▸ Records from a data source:
+++

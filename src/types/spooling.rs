// Copyright (c) 2025 ADBC Drivers Contributors
//
// Licensed under the Apache License, Version 2.0 (the "License");
// you may not use this file except in compliance with the License.
// You may obtain a copy of the License at
//
//     http://www.apache.org/licenses/LICENSE-2.0
//
// Unless required by applicable law or agreed to in writing, software
// distributed under the License is distributed on an "AS IS" BASIS,
// WITHOUT WARRANTIES OR CONDITIONS OF ANY KIND, either express or implied.
// See the License for the specific language governing permissions and
// limitations under the License.

//! Spooling-specific types for segmented result downloads.
//!
//! These types are used by [`crate::reader::spooling`] to fetch and decode
//! the segments listed in a spooled page.

use crate::error::{Error, Result};
use crate::types::protocol::{Segment, SegmentMetadata};
use std::collections::HashMap;
use std::fmt;
use std::str::FromStr;

/// Default number of concurrent segment downloads.
pub const DEFAULT_SPOOLING_WORKER_COUNT: usize = 5;

/// Default number of decoded segments allowed to wait for delivery.
pub const DEFAULT_MAX_OUT_OF_ORDER_SEGMENTS: usize = 10;

/// Configuration for the spooling downloader.
#[derive(Debug, Clone, PartialEq)]
pub struct SpoolingConfig {
    /// Number of worker tasks downloading segments concurrently.
    pub worker_count: usize,
    /// Maximum number of downloaded segments held before delivery.
    pub max_out_of_order_segments: usize,
    /// Encodings offered to the server, most preferred first. Empty disables
    /// spooling negotiation and the server answers with inline rows.
    pub encodings: Vec<Encoding>,
}

impl Default for SpoolingConfig {
    fn default() -> Self {
        Self {
            worker_count: DEFAULT_SPOOLING_WORKER_COUNT,
            max_out_of_order_segments: DEFAULT_MAX_OUT_OF_ORDER_SEGMENTS,
            encodings: Vec::new(),
        }
    }
}

impl SpoolingConfig {
    /// Reject worker/slot combinations that cannot make progress.
    pub fn validate(&self) -> Result<()> {
        if self.worker_count == 0 {
            return Err(Error::config("spooling worker count must be at least 1"));
        }
        if self.max_out_of_order_segments == 0 {
            return Err(Error::config(
                "max out of order segments must be at least 1",
            ));
        }
        if self.worker_count > self.max_out_of_order_segments {
            return Err(Error::config(format!(
                "spooling worker count ({}) must not exceed max out of order segments ({})",
                self.worker_count, self.max_out_of_order_segments
            )));
        }
        Ok(())
    }

    /// Value of the `X-Trino-Query-Data-Encoding` header, if any encoding is offered.
    pub fn encoding_header(&self) -> Option<String> {
        if self.encodings.is_empty() {
            return None;
        }
        Some(
            self.encodings
                .iter()
                .map(Encoding::as_str)
                .collect::<Vec<_>>()
                .join(","),
        )
    }
}

/// Result payload encoding negotiated with the server.
#[derive(Debug, Clone, Copy, PartialEq, Eq)]
pub enum Encoding {
    Json,
    JsonLz4,
    JsonZstd,
}

impl Encoding {
    pub fn as_str(&self) -> &'static str {
        match self {
            Encoding::Json => "json",
            Encoding::JsonLz4 => "json+lz4",
            Encoding::JsonZstd => "json+zstd",
        }
    }

    pub fn is_compressed(&self) -> bool {
        !matches!(self, Encoding::Json)
    }
}

impl fmt::Display for Encoding {
    fn fmt(&self, f: &mut fmt::Formatter<'_>) -> fmt::Result {
        f.write_str(self.as_str())
    }
}

impl FromStr for Encoding {
    type Err = Error;

    fn from_str(s: &str) -> Result<Self> {
        match s.trim() {
            "json" => Ok(Encoding::Json),
            "json+lz4" => Ok(Encoding::JsonLz4),
            "json+zstd" => Ok(Encoding::JsonZstd),
            other => Err(Error::config(format!("unsupported encoding: {}", other))),
        }
    }
}

/// Where a segment's payload comes from.
#[derive(Debug, Clone, PartialEq)]
pub enum SegmentSource {
    /// Base64 payload embedded in the page.
    Inline(String),
    /// Payload fetched with a GET to `uri`, attaching `headers` verbatim.
    Spooled {
        uri: Option<String>,
        headers: HashMap<String, Vec<String>>,
    },
}

/// A segment scheduled for download, tagged with its position in the page.
#[derive(Debug, Clone, PartialEq)]
pub struct SegmentDescriptor {
    /// Position in the page's segment list; defines delivery order.
    pub index: usize,
    pub source: SegmentSource,
    pub metadata: SegmentMetadata,
}

impl SegmentDescriptor {
    /// Convert from the wire representation.
    pub fn from_segment(index: usize, segment: Segment) -> Self {
        match segment {
            Segment::Inline { data, metadata } => Self {
                index,
                source: SegmentSource::Inline(data),
                metadata,
            },
            Segment::Spooled {
                uri,
                headers,
                metadata,
                ..
            } => Self {
                index,
                source: SegmentSource::Spooled { uri, headers },
                metadata,
            },
        }
    }

    pub fn row_offset(&self) -> i64 {
        self.metadata.row_offset
    }
}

+++

▸ WHAT IS EXPECTED:
Go through the entries above and pull out each line with "SpoolingConfig" in it.

▸ SOLUTION BELOW:
pub struct SpoolingConfig {
impl Default for SpoolingConfig {
impl SpoolingConfig {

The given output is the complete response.